By Rama Gaind
PS News Books
Belonging Together: Dealing with the politics of disenchantment in Australian Indigenous policy
By Patrick Sullivan (Aboriginal Studies Press, $39.95, softcover, 147 pages)
An across-the-board, positive scrutiny, Belonging Together describes current Indigenous affairs policy in Australia, focusing on the time after the abolition of the Aboriginal and Torres Strait Islander Commission in 2004.
Written during a “period of deep change in Aboriginal affairs administration”, Dr Patrick Sullivan says that at the time of writing, the public at large was “disenchanted with Aboriginal Australia, particularly the corporate expression of Aboriginal life in representative organizations”.
“Part of this disenchantment is the perception that Aboriginal organisations have failed their communities as expression of self-determination or self-management, and part of it is because they have done too well imposing aboriginal needs and desires on the wider population.”
Adjunct Professor at the National Centre for Indigenous Studies (ANU), Dr Sullivan provides an overview of the path of current policy, thereby, advancing a new consolidated approach to Indigenous policy which moves beyond the debate over self-determination and assimilation.
In arguing that the interests of Indigenous people, settlers and immigrants be shared, with adaptation on both sides, he proposes particular adjustments for the descendants of settlers and immigrants.
This book “attempts to move beyond the neo-assimilationist position of the governments of the previous decade in Australia and the radical minority-rights approach against which it was formulated. A necessary part of this is a greater integration of white Australia with Aboriginal Australia, a reordering of our subjective understanding more than our structural relationship”.
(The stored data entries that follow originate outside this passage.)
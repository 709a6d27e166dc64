//! Post creation with attachments.
//!
//! A session runs `Created -> HandshakeInFlight -> TransferInFlight ->
//! AllTransferred` or stops in `HandshakeFailed` / `TransferFailed`. Its
//! placeholder id is registered with the [`SessionRegistry`] before the first
//! byte is sent, so a push confirmation can never overtake it unseen.

pub mod registry;
pub mod session;

use crate::{
    config::UploadSettings,
    error::{Result, SyncError},
    feed::FeedManager,
};
use feedsync_client::{MediaTransfer, PostApi, RequestScope};
use feedsync_common::{
    model::{
        Id,
        media::{LocalMedia, MediaMetadata},
        post::PostMarker,
    },
    util::PositiveDuration,
};
use futures::future::join_all;
use registry::{Registration, SessionRegistry};
use session::{TransferState, UploadPhase, UploadSession};
use std::sync::Arc;
use tokio::{sync::watch, task::JoinHandle};
use tracing::{debug, info, warn};

#[derive(Copy, Clone, Eq, PartialEq, Debug, Hash)]
pub enum ConfirmationOutcome {
    /// The push channel announced the post.
    Confirmed,
    /// Nothing arrived within the configured wait. The post's state is unknown.
    TimedOut,
    /// The registry dropped the session.
    Abandoned,
}

/// Wait for the push announcement of an uploaded post.
#[derive(Debug)]
pub struct Confirmation {
    post_id: Id<PostMarker>,
    registration: Registration,
    timeout: PositiveDuration,
    registry: SessionRegistry,
}

impl Confirmation {
    pub async fn wait(self) -> ConfirmationOutcome {
        let Registration::Pending(confirmed) = self.registration else {
            return ConfirmationOutcome::Confirmed;
        };

        match tokio::time::timeout(self.timeout.get(), confirmed).await {
            Ok(Ok(())) => ConfirmationOutcome::Confirmed,
            Ok(Err(_)) => ConfirmationOutcome::Abandoned,
            Err(_) => {
                warn!(post_id = %self.post_id, timeout = ?self.timeout.get(), "Upload was not confirmed in time");
                if let Err(err) = self.registry.forget(self.post_id).await {
                    debug!(error = %err, "Could not forget timed out session");
                }
                ConfirmationOutcome::TimedOut
            }
        }
    }
}

#[derive(Debug)]
pub struct UploadReceipt {
    pub post_id: Id<PostMarker>,
    pub confirmation: Confirmation,
}

/// A running upload.
#[derive(Debug)]
pub struct UploadHandle {
    progress: watch::Receiver<UploadSession>,
    task: JoinHandle<Result<UploadReceipt>>,
}

impl UploadHandle {
    #[must_use]
    pub fn progress(&self) -> watch::Receiver<UploadSession> {
        self.progress.clone()
    }

    pub async fn finished(self) -> Result<UploadReceipt> {
        self.task.await.map_err(|err| {
            warn!(error = %err, "Upload task did not finish");
            SyncError::Aborted
        })?
    }
}

#[derive(Clone)]
pub struct UploadPipeline {
    api: Arc<dyn PostApi>,
    transfer: Arc<dyn MediaTransfer>,
    feed: Arc<FeedManager>,
    registry: SessionRegistry,
    settings: UploadSettings,
}

impl std::fmt::Debug for UploadPipeline {
    fn fmt(&self, f: &mut std::fmt::Formatter<'_>) -> std::fmt::Result {
        f.debug_struct("UploadPipeline")
            .field("registry", &self.registry)
            .field("settings", &self.settings)
            .finish_non_exhaustive()
    }
}

impl UploadPipeline {
    #[must_use]
    pub fn new(
        api: Arc<dyn PostApi>,
        transfer: Arc<dyn MediaTransfer>,
        feed: Arc<FeedManager>,
        registry: SessionRegistry,
        settings: UploadSettings,
    ) -> Self {
        Self {
            api,
            transfer,
            feed,
            registry,
            settings,
        }
    }

    /// Validates the submission and starts it in the background.
    ///
    /// Empty posts and a missing identity fail here, before any request.
    pub fn start(&self, text: impl Into<String>, media: Vec<LocalMedia>) -> Result<UploadHandle> {
        let text = text.into();
        if text.trim().is_empty() && media.is_empty() {
            return Err(SyncError::EmptyPost);
        }
        let scope = self.feed.scope()?;

        let (progress, receiver) = watch::channel(UploadSession::new(media.clone()));
        let pipeline = self.clone();
        let task = tokio::spawn(async move { pipeline.run(scope, text, media, progress).await });

        Ok(UploadHandle {
            progress: receiver,
            task,
        })
    }

    pub async fn submit(
        &self,
        text: impl Into<String>,
        media: Vec<LocalMedia>,
    ) -> Result<UploadReceipt> {
        self.start(text, media)?.finished().await
    }

    async fn run(
        self,
        scope: RequestScope,
        text: String,
        media: Vec<LocalMedia>,
        progress: watch::Sender<UploadSession>,
    ) -> Result<UploadReceipt> {
        progress.send_modify(|session| session.phase = UploadPhase::HandshakeInFlight);

        let metadata: Vec<MediaMetadata> = media.iter().map(LocalMedia::metadata).collect();
        let handshake = match self.api.create_post(&scope, &text, &metadata).await {
            Ok(handshake) => handshake,
            Err(err) => {
                warn!(error = %err, "Post creation handshake failed");
                progress.send_modify(|session| {
                    session.phase = UploadPhase::HandshakeFailed(err.to_string());
                });
                return Err(err.into());
            }
        };

        if handshake.upload_targets.len() != media.len() {
            let err = SyncError::ProtocolMismatch {
                submitted: media.len(),
                returned: handshake.upload_targets.len(),
            };
            warn!(error = %err, post_id = %handshake.placeholder_post_id, "Handshake does not match submission");
            progress.send_modify(|session| {
                session.phase = UploadPhase::HandshakeFailed(err.to_string());
            });
            return Err(err);
        }

        let post_id = handshake.placeholder_post_id;
        let registration = self.registry.register(post_id.clone()).await?;
        let targets = handshake.upload_targets;
        progress.send_modify(|session| {
            session.assign_targets(post_id.clone(), targets.clone());
            session.phase = UploadPhase::TransferInFlight;
        });
        info!(%post_id, items = media.len(), "Transferring attachments");

        let transfer = self.transfer.as_ref();
        let progress_ref = &progress;
        let transfers = media
            .iter()
            .zip(&targets)
            .enumerate()
            .map(|(index, (item, target))| async move {
                progress_ref.send_modify(|session| session.set_state(index, TransferState::Transferring));

                let state = match transfer.transfer(item, target).await {
                    Ok(()) => TransferState::Succeeded,
                    Err(err) => {
                        warn!(index, path = %item.path.display(), error = %err, "Attachment transfer failed");
                        TransferState::Failed(err.to_string())
                    }
                };
                progress_ref.send_modify(|session| session.set_state(index, state));
            });
        join_all(transfers).await;

        let failed = progress.borrow().failed_items();
        if !failed.is_empty() {
            if let Err(err) = self.registry.forget(post_id.clone()).await {
                debug!(error = %err, "Could not forget failed session");
            }
            progress.send_modify(|session| session.phase = UploadPhase::TransferFailed);
            return Err(SyncError::TransferFailed(failed));
        }

        progress.send_modify(|session| session.phase = UploadPhase::AllTransferred);
        info!(%post_id, "All attachments transferred");

        if matches!(registration, Registration::AlreadyAnnounced) {
            if let Err(err) = self.feed.refresh_after_in_flight().await {
                warn!(%post_id, error = %err, "Could not refresh after confirmed upload");
            }
        }

        Ok(UploadReceipt {
            post_id: post_id.clone(),
            confirmation: Confirmation {
                post_id,
                registration,
                timeout: self.settings.confirmation_timeout,
                registry: self.registry,
            },
        })
    }
}

#[cfg(test)]
mod tests {
    use crate::config::{FeedSettings, UploadSettings};
    use crate::error::SyncError;
    use crate::feed::FeedManager;
    use crate::testing::{FakePostApi, FakeTransfer, identity_store, local_media, rejected, target};
    use crate::upload::registry::SessionRegistry;
    use crate::upload::session::{TransferState, UploadPhase};
    use crate::upload::{ConfirmationOutcome, UploadPipeline};
    use feedsync_client::Handshake;
    use feedsync_common::model::Id;
    use std::sync::Arc;

    struct Harness {
        api: Arc<FakePostApi>,
        transfer: Arc<FakeTransfer>,
        registry: SessionRegistry,
        pipeline: UploadPipeline,
    }

    fn harness() -> Harness {
        let api = Arc::new(FakePostApi::default());
        let transfer = Arc::new(FakeTransfer::default());
        let registry = SessionRegistry::spawn();
        let feed = Arc::new(FeedManager::new(
            api.clone(),
            identity_store(),
            FeedSettings::default(),
        ));
        let pipeline = UploadPipeline::new(
            api.clone(),
            transfer.clone(),
            feed,
            registry.clone(),
            UploadSettings::default(),
        );

        Harness {
            api,
            transfer,
            registry,
            pipeline,
        }
    }

    fn handshake(destinations: &[&str]) -> Handshake {
        Handshake {
            placeholder_post_id: Id::new_unchecked("p42"),
            upload_targets: destinations.iter().map(|dest| target(dest)).collect(),
        }
    }

    #[tokio::test]
    async fn empty_post_makes_no_request() {
        let harness = harness();

        assert!(matches!(
            harness.pipeline.submit("  ", Vec::new()).await,
            Err(SyncError::EmptyPost)
        ));
        assert!(harness.api.created().is_empty());
    }

    #[tokio::test]
    async fn count_mismatch_transfers_nothing() {
        let harness = harness();
        harness
            .api
            .set_handshake(Ok(handshake(&["https://bucket/a", "https://bucket/b"])));

        let media = vec![local_media("a.jpg"), local_media("b.jpg"), local_media("c.jpg")];
        let handle = harness.pipeline.start("three photos", media).unwrap();
        let progress = handle.progress();

        assert!(matches!(
            handle.finished().await,
            Err(SyncError::ProtocolMismatch {
                submitted: 3,
                returned: 2
            })
        ));
        assert!(harness.transfer.calls().is_empty());
        assert_eq!(harness.registry.pending_count(), 0);
        assert!(matches!(
            progress.borrow().phase,
            UploadPhase::HandshakeFailed(_)
        ));
    }

    #[tokio::test]
    async fn handshake_rejection_is_reported() {
        let harness = harness();
        harness.api.set_handshake(Err(rejected(422)));

        assert!(matches!(
            harness.pipeline.submit("hello", Vec::new()).await,
            Err(SyncError::ServerRejected { status: 422, .. })
        ));
    }

    #[tokio::test]
    async fn sends_metadata_then_transfers_every_item() {
        let harness = harness();
        harness
            .api
            .set_handshake(Ok(handshake(&["https://bucket/a", "https://bucket/b"])));

        let handle = harness
            .pipeline
            .start("leg day", vec![local_media("a.JPG"), local_media("b.jpg")])
            .unwrap();
        let progress = handle.progress();
        let receipt = handle.finished().await.unwrap();

        assert_eq!(receipt.post_id.as_str(), "p42");
        let created = harness.api.created();
        let (text, metadata) = &created[0];
        assert_eq!(text, "leg day");
        assert_eq!(metadata[0].extension, "jpg");
        assert_eq!(metadata[1].size_bytes, 1_024);

        let mut calls = harness.transfer.calls();
        calls.sort();
        assert_eq!(calls, ["https://bucket/a", "https://bucket/b"]);

        let session = progress.borrow().clone();
        assert_eq!(session.phase, UploadPhase::AllTransferred);
        assert_eq!(session.correlation_post_id, Some(Id::new_unchecked("p42")));
        assert!(session.all_succeeded());
        assert_eq!(harness.registry.pending_count(), 1);

        assert!(harness.registry.announce(Id::new_unchecked("p42")).await.unwrap());
        assert_eq!(
            receipt.confirmation.wait().await,
            ConfirmationOutcome::Confirmed
        );
    }

    #[tokio::test]
    async fn failed_item_does_not_cancel_siblings() {
        let harness = harness();
        harness.api.set_handshake(Ok(handshake(&[
            "https://bucket/a",
            "https://bucket/b",
            "https://bucket/c",
        ])));
        harness.transfer.fail("https://bucket/b");

        let handle = harness
            .pipeline
            .start(
                "",
                vec![local_media("a.jpg"), local_media("b.jpg"), local_media("c.jpg")],
            )
            .unwrap();
        let progress = handle.progress();

        let Err(SyncError::TransferFailed(failed)) = handle.finished().await else {
            panic!("expected a transfer failure");
        };
        assert_eq!(failed.len(), 1);
        assert_eq!(failed[0].index, 1);
        assert_eq!(failed[0].path, std::path::Path::new("/tmp/b.jpg"));

        assert_eq!(harness.transfer.calls().len(), 3);
        let session = progress.borrow().clone();
        assert_eq!(session.phase, UploadPhase::TransferFailed);
        assert_eq!(session.items[0].state, TransferState::Succeeded);
        assert_eq!(session.items[2].state, TransferState::Succeeded);
        assert_eq!(harness.registry.pending_count(), 0);
    }

    #[tokio::test(start_paused = true)]
    async fn unconfirmed_upload_times_out() {
        let harness = harness();
        harness.api.set_handshake(Ok(handshake(&[])));

        let receipt = harness.pipeline.submit("text only", Vec::new()).await.unwrap();
        assert_eq!(harness.registry.pending_count(), 1);

        assert_eq!(
            receipt.confirmation.wait().await,
            ConfirmationOutcome::TimedOut
        );
        assert_eq!(harness.registry.pending_count(), 0);
    }

    #[tokio::test]
    async fn announcement_before_registration_still_confirms() {
        let harness = harness();
        harness.api.set_handshake(Ok(handshake(&[])));
        assert!(!harness.registry.announce(Id::new_unchecked("p42")).await.unwrap());

        let receipt = harness.pipeline.submit("quick one", Vec::new()).await.unwrap();

        assert_eq!(
            receipt.confirmation.wait().await,
            ConfirmationOutcome::Confirmed
        );
        assert_eq!(harness.api.requested_pages(), [1]);
    }
}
He is critical of the remote control of Indigenous lives from metropolitan centres, with long lines of ‘bureaucratic oversight that are inherently maladaptive and inefficient’. Instead, he proposes regional measures for policy implementation and accountability.
An enormous challenge looms ahead, however, since “inter-relationship requires understanding about how consolidation differs from integration or assimilation, pure and simple: it is a two-way process”.